[STUDY MATERIAL]:
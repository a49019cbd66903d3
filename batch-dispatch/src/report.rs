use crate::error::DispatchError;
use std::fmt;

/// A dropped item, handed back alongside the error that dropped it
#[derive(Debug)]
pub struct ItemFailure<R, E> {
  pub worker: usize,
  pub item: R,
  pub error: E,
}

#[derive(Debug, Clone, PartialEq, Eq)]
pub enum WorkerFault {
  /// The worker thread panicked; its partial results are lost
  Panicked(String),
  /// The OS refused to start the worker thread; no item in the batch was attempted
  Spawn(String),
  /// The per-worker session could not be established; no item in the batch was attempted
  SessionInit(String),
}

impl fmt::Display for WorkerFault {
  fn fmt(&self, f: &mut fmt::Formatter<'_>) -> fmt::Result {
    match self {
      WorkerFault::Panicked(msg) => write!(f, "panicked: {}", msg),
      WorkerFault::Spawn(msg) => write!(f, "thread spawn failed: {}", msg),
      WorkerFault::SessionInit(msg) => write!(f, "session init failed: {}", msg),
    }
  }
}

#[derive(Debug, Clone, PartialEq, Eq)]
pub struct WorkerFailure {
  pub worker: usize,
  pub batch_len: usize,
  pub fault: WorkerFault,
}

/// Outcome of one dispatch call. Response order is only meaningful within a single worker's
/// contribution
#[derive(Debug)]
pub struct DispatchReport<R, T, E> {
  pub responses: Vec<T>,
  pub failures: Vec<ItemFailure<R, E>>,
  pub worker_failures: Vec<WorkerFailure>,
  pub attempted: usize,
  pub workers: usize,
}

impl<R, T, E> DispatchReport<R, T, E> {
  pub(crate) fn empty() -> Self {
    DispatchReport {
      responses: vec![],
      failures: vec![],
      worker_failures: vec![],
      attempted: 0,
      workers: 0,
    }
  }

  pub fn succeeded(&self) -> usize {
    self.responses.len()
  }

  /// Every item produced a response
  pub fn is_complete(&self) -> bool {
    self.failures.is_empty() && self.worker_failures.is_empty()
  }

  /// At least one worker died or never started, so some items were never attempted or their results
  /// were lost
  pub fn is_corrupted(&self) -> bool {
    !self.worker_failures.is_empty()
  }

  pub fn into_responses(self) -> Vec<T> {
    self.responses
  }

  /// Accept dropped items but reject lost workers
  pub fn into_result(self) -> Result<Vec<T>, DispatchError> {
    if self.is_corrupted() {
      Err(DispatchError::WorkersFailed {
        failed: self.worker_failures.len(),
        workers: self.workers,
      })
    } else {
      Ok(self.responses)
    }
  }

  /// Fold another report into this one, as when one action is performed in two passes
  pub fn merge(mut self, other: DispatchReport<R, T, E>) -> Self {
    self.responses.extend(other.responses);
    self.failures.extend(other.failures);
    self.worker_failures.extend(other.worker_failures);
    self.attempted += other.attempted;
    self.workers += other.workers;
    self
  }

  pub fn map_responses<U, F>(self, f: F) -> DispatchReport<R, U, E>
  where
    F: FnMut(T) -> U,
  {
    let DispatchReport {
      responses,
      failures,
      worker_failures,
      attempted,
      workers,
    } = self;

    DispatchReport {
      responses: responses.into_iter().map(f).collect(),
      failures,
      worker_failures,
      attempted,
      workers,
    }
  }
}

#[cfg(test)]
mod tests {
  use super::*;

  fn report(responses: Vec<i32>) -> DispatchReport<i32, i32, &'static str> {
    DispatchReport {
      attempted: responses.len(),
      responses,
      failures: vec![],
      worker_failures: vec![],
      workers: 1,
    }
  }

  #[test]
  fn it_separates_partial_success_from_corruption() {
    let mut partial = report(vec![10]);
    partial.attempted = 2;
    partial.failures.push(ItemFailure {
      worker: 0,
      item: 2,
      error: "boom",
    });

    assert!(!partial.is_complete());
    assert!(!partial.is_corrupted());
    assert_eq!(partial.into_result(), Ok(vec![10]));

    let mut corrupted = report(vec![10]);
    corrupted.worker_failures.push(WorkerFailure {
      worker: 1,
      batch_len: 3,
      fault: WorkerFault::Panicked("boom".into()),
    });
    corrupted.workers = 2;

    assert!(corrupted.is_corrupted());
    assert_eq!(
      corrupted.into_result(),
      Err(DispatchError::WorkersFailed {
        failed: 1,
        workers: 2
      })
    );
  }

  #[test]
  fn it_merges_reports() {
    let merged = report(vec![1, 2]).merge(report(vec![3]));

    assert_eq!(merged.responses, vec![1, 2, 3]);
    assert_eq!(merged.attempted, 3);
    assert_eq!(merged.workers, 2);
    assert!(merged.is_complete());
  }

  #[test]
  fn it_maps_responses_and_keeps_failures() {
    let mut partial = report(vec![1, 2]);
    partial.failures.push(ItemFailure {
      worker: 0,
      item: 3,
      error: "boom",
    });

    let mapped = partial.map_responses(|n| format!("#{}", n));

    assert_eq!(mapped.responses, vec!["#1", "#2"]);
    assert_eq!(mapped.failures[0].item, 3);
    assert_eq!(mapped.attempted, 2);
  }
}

* * *

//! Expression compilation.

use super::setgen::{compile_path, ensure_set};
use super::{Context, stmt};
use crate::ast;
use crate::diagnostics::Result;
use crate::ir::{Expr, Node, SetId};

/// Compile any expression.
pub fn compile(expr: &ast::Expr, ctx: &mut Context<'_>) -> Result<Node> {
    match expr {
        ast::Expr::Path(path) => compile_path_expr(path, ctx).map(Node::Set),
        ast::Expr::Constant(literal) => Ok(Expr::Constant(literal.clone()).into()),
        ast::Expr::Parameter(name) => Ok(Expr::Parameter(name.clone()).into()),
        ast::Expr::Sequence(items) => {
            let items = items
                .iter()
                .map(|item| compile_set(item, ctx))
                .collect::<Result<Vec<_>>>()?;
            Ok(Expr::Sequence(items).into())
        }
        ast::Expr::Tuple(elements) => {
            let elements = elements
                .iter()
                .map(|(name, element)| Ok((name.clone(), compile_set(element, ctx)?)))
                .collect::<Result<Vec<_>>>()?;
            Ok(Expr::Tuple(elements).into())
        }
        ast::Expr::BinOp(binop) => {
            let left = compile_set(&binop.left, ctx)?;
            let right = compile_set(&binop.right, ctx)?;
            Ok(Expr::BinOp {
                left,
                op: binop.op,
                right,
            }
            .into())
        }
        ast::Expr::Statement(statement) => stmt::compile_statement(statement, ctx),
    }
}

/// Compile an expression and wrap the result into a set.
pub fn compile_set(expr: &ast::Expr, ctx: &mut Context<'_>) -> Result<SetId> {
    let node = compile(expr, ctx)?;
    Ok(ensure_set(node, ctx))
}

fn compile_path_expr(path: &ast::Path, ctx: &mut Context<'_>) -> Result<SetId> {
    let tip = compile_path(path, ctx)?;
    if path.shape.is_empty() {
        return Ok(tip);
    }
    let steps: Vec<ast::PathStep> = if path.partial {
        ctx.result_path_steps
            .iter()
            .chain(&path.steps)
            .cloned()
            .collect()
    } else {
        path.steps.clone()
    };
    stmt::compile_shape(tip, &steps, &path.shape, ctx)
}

...

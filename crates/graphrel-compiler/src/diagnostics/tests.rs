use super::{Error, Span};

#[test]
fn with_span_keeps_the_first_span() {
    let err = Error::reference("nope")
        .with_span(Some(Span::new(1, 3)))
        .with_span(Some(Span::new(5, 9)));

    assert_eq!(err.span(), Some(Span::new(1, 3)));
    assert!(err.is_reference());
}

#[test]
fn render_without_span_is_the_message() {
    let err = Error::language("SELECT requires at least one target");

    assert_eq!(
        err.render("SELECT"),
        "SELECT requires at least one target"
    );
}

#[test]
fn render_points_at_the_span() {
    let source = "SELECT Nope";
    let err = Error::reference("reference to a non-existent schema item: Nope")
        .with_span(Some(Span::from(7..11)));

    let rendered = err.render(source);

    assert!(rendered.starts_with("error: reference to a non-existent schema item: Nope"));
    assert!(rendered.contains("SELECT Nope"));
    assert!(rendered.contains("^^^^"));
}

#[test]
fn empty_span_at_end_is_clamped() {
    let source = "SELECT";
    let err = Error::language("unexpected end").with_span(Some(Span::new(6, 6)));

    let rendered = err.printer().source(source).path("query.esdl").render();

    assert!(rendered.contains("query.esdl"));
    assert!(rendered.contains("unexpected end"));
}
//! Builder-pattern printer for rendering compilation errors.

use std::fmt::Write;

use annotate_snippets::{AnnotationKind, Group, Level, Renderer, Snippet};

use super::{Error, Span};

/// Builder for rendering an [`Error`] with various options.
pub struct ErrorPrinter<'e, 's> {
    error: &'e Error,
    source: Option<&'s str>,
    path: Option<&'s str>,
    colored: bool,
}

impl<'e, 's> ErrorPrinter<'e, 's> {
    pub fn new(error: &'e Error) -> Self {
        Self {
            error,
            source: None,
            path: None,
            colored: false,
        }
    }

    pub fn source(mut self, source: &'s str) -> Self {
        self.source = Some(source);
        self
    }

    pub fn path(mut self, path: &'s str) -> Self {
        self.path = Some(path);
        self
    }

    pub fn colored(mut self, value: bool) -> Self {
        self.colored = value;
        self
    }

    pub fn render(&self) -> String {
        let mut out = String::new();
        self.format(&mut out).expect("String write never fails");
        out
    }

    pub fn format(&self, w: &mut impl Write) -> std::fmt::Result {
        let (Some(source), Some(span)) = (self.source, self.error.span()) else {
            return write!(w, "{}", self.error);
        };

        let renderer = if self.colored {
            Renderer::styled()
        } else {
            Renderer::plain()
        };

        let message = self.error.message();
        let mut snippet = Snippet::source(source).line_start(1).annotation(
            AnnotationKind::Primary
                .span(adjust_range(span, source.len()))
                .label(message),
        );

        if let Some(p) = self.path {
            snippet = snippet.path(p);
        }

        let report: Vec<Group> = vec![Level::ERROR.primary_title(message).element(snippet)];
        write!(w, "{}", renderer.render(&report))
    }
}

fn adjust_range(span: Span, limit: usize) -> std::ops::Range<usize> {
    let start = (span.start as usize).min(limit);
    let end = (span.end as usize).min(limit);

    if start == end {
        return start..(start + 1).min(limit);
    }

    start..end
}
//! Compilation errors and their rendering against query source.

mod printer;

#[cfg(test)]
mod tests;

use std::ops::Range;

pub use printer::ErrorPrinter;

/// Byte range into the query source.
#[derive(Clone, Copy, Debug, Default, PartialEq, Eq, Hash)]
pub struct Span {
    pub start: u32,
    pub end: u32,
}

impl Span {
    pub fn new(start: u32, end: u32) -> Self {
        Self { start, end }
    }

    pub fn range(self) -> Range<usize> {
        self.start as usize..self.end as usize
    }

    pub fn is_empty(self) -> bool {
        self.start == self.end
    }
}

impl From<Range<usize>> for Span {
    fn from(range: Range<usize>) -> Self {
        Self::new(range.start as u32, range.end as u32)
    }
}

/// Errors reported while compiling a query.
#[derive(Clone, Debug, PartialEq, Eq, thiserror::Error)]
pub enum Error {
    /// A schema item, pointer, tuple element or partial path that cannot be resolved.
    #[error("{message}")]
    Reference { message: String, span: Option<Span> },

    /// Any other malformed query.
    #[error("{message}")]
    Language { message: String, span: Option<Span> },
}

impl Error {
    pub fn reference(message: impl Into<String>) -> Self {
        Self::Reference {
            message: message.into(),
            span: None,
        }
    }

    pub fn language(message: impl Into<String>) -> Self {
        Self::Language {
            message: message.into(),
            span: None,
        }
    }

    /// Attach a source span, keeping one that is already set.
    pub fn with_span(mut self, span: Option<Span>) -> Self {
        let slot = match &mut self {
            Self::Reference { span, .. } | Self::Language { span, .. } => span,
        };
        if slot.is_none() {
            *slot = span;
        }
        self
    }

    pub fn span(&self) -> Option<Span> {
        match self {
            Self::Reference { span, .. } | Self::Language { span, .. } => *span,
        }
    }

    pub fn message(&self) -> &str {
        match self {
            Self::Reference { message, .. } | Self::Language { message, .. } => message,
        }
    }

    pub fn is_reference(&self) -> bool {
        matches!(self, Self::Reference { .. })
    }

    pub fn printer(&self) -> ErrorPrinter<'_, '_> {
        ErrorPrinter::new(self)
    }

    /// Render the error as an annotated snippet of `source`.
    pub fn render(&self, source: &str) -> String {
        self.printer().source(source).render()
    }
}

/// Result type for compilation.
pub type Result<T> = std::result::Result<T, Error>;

[PROBLEM TO SOLVE]: Throughout the material, how many lines contain the string "that"? Answer with the number alone.

[SOLUTION]: 3